25. Il résulte de tout ce qui précède que Mme A n'est pas fondée à demander l'annulation de la décision du 31 mai 2021 par laquelle la sous-directrice des affaires juridiques de la lutte contre la fraude de l'administration des douanes a rejeté sa demande tendant à bénéficier de la protection fonctionnelle.

Sur les frais liés au litige :

26. Les dispositions de l'article L. 761-1 du code de justice administrative font obstacle à ce que soit mis à la charge de l'Etat, qui n'est pas la partie perdante dans la présente instance, le versement d'une somme au titre des frais exposés par Mme A et non compris dans les dépens.

D E C I D E :

Article 1er : Les requêtes nos 2111943 et 2111215 de Mme A sont rejetées.
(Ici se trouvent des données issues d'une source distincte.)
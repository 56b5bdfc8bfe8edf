// -*- coding: utf-8 -*-
// SPDX-License-Identifier: Apache-2.0 OR MIT
// Copyright (C) 2025 Michael Büsch <m@bues.ch>

use anyhow::{self as ah, Context as _, format_err as err};
use hickory_resolver::TokioResolver;
use std::net::{IpAddr, Ipv4Addr, SocketAddr};
use tokio::net::UdpSocket;

/// Well-known public endpoint used to force outbound route selection.
///
/// The connect() only makes the OS pick a route and a source address.
/// No packet has to reach this endpoint.
const ROUTE_PROBE_ADDR: SocketAddr = SocketAddr::new(IpAddr::V4(Ipv4Addr::new(8, 8, 8, 8)), 80);

/// Autodetect the local outbound IPv4 address.
///
/// Fails if the host has no route towards the public internet.
pub async fn outbound_ipv4() -> ah::Result<Ipv4Addr> {
    let sock = UdpSocket::bind("0.0.0.0:0")
        .await
        .context("Bind UDP route probe socket")?;
    sock.connect(ROUTE_PROBE_ADDR)
        .await
        .context("Select outbound route")?;
    let local = sock.local_addr().context("Get local socket address")?;
    match local.ip() {
        IpAddr::V4(ip) => Ok(ip),
        IpAddr::V6(_) => Err(err!("The outbound socket has no IPv4 source address.")),
    }
}

/// Resolve a host name to an IPv4 address via forward DNS lookup.
///
/// Returns `Ok(None)` if the name resolves, but yields no IPv4 address.
/// Returns an error if the name cannot be resolved at all.
pub async fn resolve_ipv4(name: &str) -> ah::Result<Option<Ipv4Addr>> {
    let resolver = TokioResolver::builder_tokio()
        .context("Create DNS resolver from system configuration")?
        .build();
    let lookup = resolver
        .lookup_ip(name)
        .await
        .with_context(|| format!("Resolve host name '{name}'"))?;
    Ok(lookup.iter().find_map(|addr| match addr {
        IpAddr::V4(ip) => Some(ip),
        IpAddr::V6(_) => None,
    }))
}

// vim: ts=4 sw=4 expandtab
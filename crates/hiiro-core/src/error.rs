use std::path::PathBuf;

use thiserror::Error;

use crate::config::ConfigError;
use crate::store::StoreError;

/// Everything a task/subtask command can report back to the user.
#[derive(Debug, Error)]
pub enum TaskError {
    #[error("{kind} '{query}' not found")]
    NotFound { kind: &'static str, query: String },
    #[error("'{query}' matches multiple {kind}s: {}", candidates.join(", "))]
    Ambiguous {
        kind: &'static str,
        query: String,
        candidates: Vec<String>,
    },
    #[error("{action} failed: {detail}")]
    External { action: &'static str, detail: String },
    #[error("Not currently in a task session")]
    MissingContext,
    #[error("Task '{task}' is bound to reserved worktree '{tree}'")]
    Reserved { task: String, tree: String },
    #[error("Path '{}' does not exist", .0.display())]
    PathMissing(PathBuf),
    #[error("Invalid task name '{0}'")]
    InvalidName(String),
    #[error(transparent)]
    Store(#[from] StoreError),
    #[error(transparent)]
    Config(#[from] ConfigError),
    #[error("IO error: {0}")]
    Io(#[from] std::io::Error),
}

impl TaskError {
    pub fn not_found(kind: &'static str, query: impl Into<String>) -> Self {
        TaskError::NotFound {
            kind,
            query: query.into(),
        }
    }

    pub fn ambiguous(kind: &'static str, query: impl Into<String>, candidates: Vec<String>) -> Self {
        TaskError::Ambiguous {
            kind,
            query: query.into(),
            candidates,
        }
    }

    /// Wraps a provider failure, keeping the whole context chain in the message.
    pub fn external(action: &'static str, err: anyhow::Error) -> Self {
        TaskError::External {
            action,
            detail: format!("{err:#}"),
        }
    }

    pub fn is_not_found(&self) -> bool {
        matches!(self, TaskError::NotFound { .. })
    }
}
Article 2 : Le présent jugement sera notifié à Mme D A et au ministre de l'économie, des finances et de la souveraineté industrielle et numérique.
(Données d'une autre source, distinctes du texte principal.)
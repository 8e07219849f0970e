//! Ambiguous-prefix resolution shared by every name lookup.
//!
//! Policy: an item whose full name equals the query always wins; otherwise a
//! single prefix match wins; otherwise the result is either empty or
//! ambiguous and callers report it instead of guessing.

/// Second segment of a compound `parent/child` query that names the parent itself.
pub const MAIN_SEGMENT: &str = "main";

#[derive(Debug, Clone, Copy)]
pub struct Match<'a, T> {
    pub item: &'a T,
    /// The part of the item's key the query was compared against.
    pub key: &'a str,
}

#[derive(Debug, Clone)]
pub struct MatchResult<'a, T> {
    query: String,
    matches: Vec<Match<'a, T>>,
}

/// Exhaustive view of a [`MatchResult`] for callers that branch on its shape.
#[derive(Debug, Clone, PartialEq, Eq)]
pub enum Resolution<'a, T> {
    NotFound,
    Ambiguous(Vec<&'a T>),
    Resolved(&'a T),
}

impl<'a, T> MatchResult<'a, T> {
    fn new(query: &str, matches: Vec<Match<'a, T>>) -> Self {
        Self {
            query: query.to_string(),
            matches,
        }
    }

    pub fn count(&self) -> usize {
        self.matches.len()
    }

    pub fn is_empty(&self) -> bool {
        self.matches.is_empty()
    }

    pub fn first(&self) -> Option<&'a T> {
        self.matches.first().map(|m| m.item)
    }

    pub fn matches(&self) -> &[Match<'a, T>] {
        &self.matches
    }

    pub fn items(&self) -> Vec<&'a T> {
        self.matches.iter().map(|m| m.item).collect()
    }

    /// The single match whose key equals the query exactly, if there is one.
    pub fn exact(&self) -> Option<&'a T> {
        let mut exact = self.matches.iter().filter(|m| m.key == self.query);
        match (exact.next(), exact.next()) {
            (Some(found), None) => Some(found.item),
            _ => None,
        }
    }

    pub fn is_ambiguous(&self) -> bool {
        self.matches.len() > 1 && self.exact().is_none()
    }

    /// The unique usable match: exact first, then a sole prefix match.
    pub fn matched(&self) -> Option<&'a T> {
        if let Some(exact) = self.exact() {
            return Some(exact);
        }
        if self.matches.len() == 1 {
            return self.first();
        }
        None
    }

    pub fn resolution(&self) -> Resolution<'a, T> {
        if let Some(item) = self.matched() {
            return Resolution::Resolved(item);
        }
        if self.matches.is_empty() {
            Resolution::NotFound
        } else {
            Resolution::Ambiguous(self.items())
        }
    }
}

pub struct PrefixMatcher<'a, T> {
    items: &'a [T],
    key: fn(&T) -> &str,
}

impl<'a, T> PrefixMatcher<'a, T> {
    pub fn new(items: &'a [T], key: fn(&T) -> &str) -> Self {
        Self { items, key }
    }

    pub fn find(&self, query: &str) -> MatchResult<'a, T> {
        let key = self.key;
        self.collect(query, |item| Some(key(item)))
    }

    pub fn find_all(&self, query: &str) -> Vec<&'a T> {
        self.find(query).items()
    }

    /// Same policy as [`find`](Self::find) against another field of the items.
    pub fn resolve(&self, query: &str, alternate: fn(&T) -> Option<&str>) -> MatchResult<'a, T> {
        self.collect(query, alternate)
    }

    /// Resolves `parent/child` queries. The parent segment is matched against
    /// top-level keys; the child segment against the parent's children, where
    /// `main` (or a prefix of it, when no child matches) names the parent.
    pub fn resolve_path(&self, compound: &str) -> MatchResult<'a, T> {
        let Some((parent_query, child_query)) = compound.split_once('/') else {
            return self.find(compound);
        };

        let key = self.key;
        let parents = self.collect(parent_query, |item| {
            let name = key(item);
            (!name.contains('/')).then_some(name)
        });
        let Some(parent) = parents.matched() else {
            return parents;
        };
        let parent_key = key(parent);

        if child_query == MAIN_SEGMENT {
            return Self::main_of(compound, parent, parent_key);
        }

        let prefix = format!("{parent_key}/");
        let children: Vec<Match<'a, T>> = self
            .items
            .iter()
            .filter_map(|item| {
                let child = key(item).strip_prefix(prefix.as_str())?;
                child
                    .starts_with(child_query)
                    .then_some(Match { item, key: child })
            })
            .collect();

        if children.is_empty() && MAIN_SEGMENT.starts_with(child_query) {
            return Self::main_of(compound, parent, parent_key);
        }
        MatchResult::new(child_query, children)
    }

    fn main_of(compound: &str, parent: &'a T, parent_key: &'a str) -> MatchResult<'a, T> {
        let mut result = MatchResult::new(
            compound,
            vec![Match {
                item: parent,
                key: parent_key,
            }],
        );
        result.query = parent_key.to_string();
        result
    }

    fn collect<F>(&self, query: &str, key: F) -> MatchResult<'a, T>
    where
        F: Fn(&'a T) -> Option<&'a str>,
    {
        let matches = self
            .items
            .iter()
            .filter_map(|item| {
                let name = key(item)?;
                name.starts_with(query).then_some(Match { item, key: name })
            })
            .collect();
        MatchResult::new(query, matches)
    }
}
Délibéré après l'audience du 19 janvier 2024, à laquelle siégeaient :

Mme Ribeiro-Mengoli, présidente,

Mme Van Maele, première conseillère,

Mme Caro, première conseillère.

Rendu public par mise à disposition au greffe le 6 février 2024.

La rapporteure,

N. Caro

La présidente,

N. Ribeiro-Mengoli

La greffière,

P. Demol

La République mande et ordonne au ministre de l'économie, des finances et de la souveraineté industrielle et numérique, en ce qui le concerne ou à tous commissaires de justice à ce requis en ce qui concerne les voies de droit commun contre les parties privées, de pourvoir à l'exécution de la présente décision.